In November, the CN signed two new compact with the state, one involving car tags and a 10-year tobacco agreement.

The new tobacco compact enables smoke shop owners to be more competitive in the market, generating more tax revenue for Cherokee Nation. The state of Oklahoma now also collects 100 percent of its share of tobacco tax revenue up front. There are about 50 licensed tobacco retailers within the tribe’s 14-county jurisdiction.

The new car tag compact allows Cherokee citizens living in all 77 counties of Oklahoma to buy a CN license plate. Previously, the compact only provided purchase for citizens living within the tribe’s jurisdiction.

“We have two benefits with the car tag compact,” said Hembree. “The first is it allows us to tie in with the state motor vehicle system. Law enforcement or the state sees a Cherokee Nation tag and knows its a valid entity. But the major benefit is that we are able to sell those tags to citizens at a much-reduced rate.”

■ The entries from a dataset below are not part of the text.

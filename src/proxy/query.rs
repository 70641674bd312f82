//! Authoritative membership queries.
//!
//! Peers answer `GET /members` with the cluster they currently belong to. The
//! refresher asks each known peer in turn until one answers.

use std::collections::BTreeSet;

use async_trait::async_trait;
use serde::{Deserialize, Serialize};
use thiserror::Error;

#[derive(Debug, Error)]
pub enum QueryError {
    #[error("no peer URLs to query")]
    NoPeers,

    #[error("could not retrieve cluster information from the given urls: {0}")]
    Unreachable(String),
}

/// One member as reported by a peer.
#[derive(Debug, Clone, PartialEq, Eq, Serialize, Deserialize)]
pub struct RemoteMember {
    #[serde(default)]
    pub name: String,
    #[serde(rename = "peerURLs", default)]
    pub peer_urls: Vec<String>,
    #[serde(rename = "clientURLs", default)]
    pub client_urls: Vec<String>,
}

/// The cluster as reported by a peer.
#[derive(Debug, Clone, Default, PartialEq, Eq, Serialize, Deserialize)]
pub struct RemoteCluster {
    #[serde(default)]
    pub members: Vec<RemoteMember>,
}

impl RemoteCluster {
    /// All peer URLs, sorted and de-duplicated.
    pub fn peer_urls(&self) -> Vec<String> {
        flatten(self.members.iter().flat_map(|m| m.peer_urls.iter()))
    }

    /// All client URLs, sorted and de-duplicated.
    pub fn client_urls(&self) -> Vec<String> {
        flatten(self.members.iter().flat_map(|m| m.client_urls.iter()))
    }

    pub fn is_empty(&self) -> bool {
        self.members.is_empty()
    }
}

fn flatten<'a>(urls: impl Iterator<Item = &'a String>) -> Vec<String> {
    urls.map(|u| u.trim_end_matches('/').to_string())
        .collect::<BTreeSet<_>>()
        .into_iter()
        .collect()
}

/// Cluster query collaborator.
#[async_trait]
pub trait ClusterQuery: Send + Sync {
    async fn fetch(&self, peer_urls: &[String]) -> Result<RemoteCluster, QueryError>;
}

/// Queries `GET <peer>/members` over HTTP.
#[derive(Debug, Clone)]
pub struct HttpClusterQuery {
    client: reqwest::Client,
}

impl HttpClusterQuery {
    pub fn new(client: reqwest::Client) -> Self {
        Self { client }
    }

    async fn fetch_one(&self, peer: &str) -> Result<RemoteCluster, reqwest::Error> {
        let url = format!("{}/members", peer.trim_end_matches('/'));
        self.client
            .get(url)
            .send()
            .await?
            .error_for_status()?
            .json()
            .await
    }
}

#[async_trait]
impl ClusterQuery for HttpClusterQuery {
    async fn fetch(&self, peer_urls: &[String]) -> Result<RemoteCluster, QueryError> {
        if peer_urls.is_empty() {
            return Err(QueryError::NoPeers);
        }
        for peer in peer_urls {
            match self.fetch_one(peer).await {
                Ok(cluster) => return Ok(cluster),
                Err(e) => {
                    tracing::debug!(peer = %peer, error = %e, "Could not get cluster from peer");
                }
            }
        }
        Err(QueryError::Unreachable(peer_urls.join(",")))
    }
}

Sovereignty is a key issue

The Cherokee Nation is a sovereign tribal government, and it provides all the same services state and federal governments provide. The tribe administers government programs for housing, health care, education and other social services.

As a government, the tribe also operates a tax commission, levying taxes on its citizens in the form of licenses plates and other goods or services. Within the 14-county jurisdiction, 38 percent of tax revenues from the sale of tribal car tags goes directly to about 90 public school districts each year, with $3.2 million awarded last April.

With the compacts, it will now help even more school districts in Wagoner, Tulsa, Muskogee, Rogers and Mayes counties. Outside the 14-county jurisdiction, revenue from the sale of vehicle tags will be distributed to schools, local and county governments in the same manner as state tags.

Principal Chief Bill John Baker believes compacts provides a multitude of benefits.

“Our abilities to successfully compact with the state and the benefits are apparent in the Cherokee Nation’s car tag compacts, which, since 2001, have translated to a financial commitment of about $30 million to area schools. That money will help our sons, daughters and our grandchildren by providing extra classroom supplies, new technology or the salary of a teacher. Our local schools benefit from these agreements and the Cherokee Nation’s true government-to-government relationship with the state of Oklahoma.”

Sharon Swepston, Cherokee Nation Tax Commission administrator, pointed out tax revenues also help in other areas.

“Twenty percent of the gross [car tag] revenue goes back to roads and bridges in our jurisdiction,” said Swepston. “And 20 percent of the net revenue is distributed to law enforcement agencies.”

The balance of the revenue goes to pay the minimal operating costs for the tribe’s five tag offices.

When Baker signed the agreement with Gov. Mary Fallin, she commented on the relationship between the state and the tribe.

“[The] agreement is a product of a good working relationship and a mutual respect between the Cherokee Nation and the state of Oklahoma,” Fallin said. “In the spirit of that partnership, this new compact ensures that revenues from Cherokee Nation car tags are split between the Cherokees and state and local governments. Local schools, county roads, and other important priorities will benefit from this agreement. My thanks go out to Chief Baker for working with the state and with my office on this important issue.”

Not all tribal citizens believe compacts are a good deal for the tribe.

“I think one of the most important aspects of compacts is how they diminish our sovereignty,” said David Cornsilk, a Cherokee citizen who has studied this and other issues related to tribal sovereignty and operations. “Cherokee Nation leaders have long argued a compact is an exercise of sovereignty because it is government-to-government. But the bargaining is not between equals. In my opinion, compacts are more like extortion. We have to pay the neighborhood bully a cut to do business, very much like the mafia extorts money from the mom and pop businesses. There also is no reciprocity. The state claims a share of our money, but does not sign a compact with a tribe to share their money.”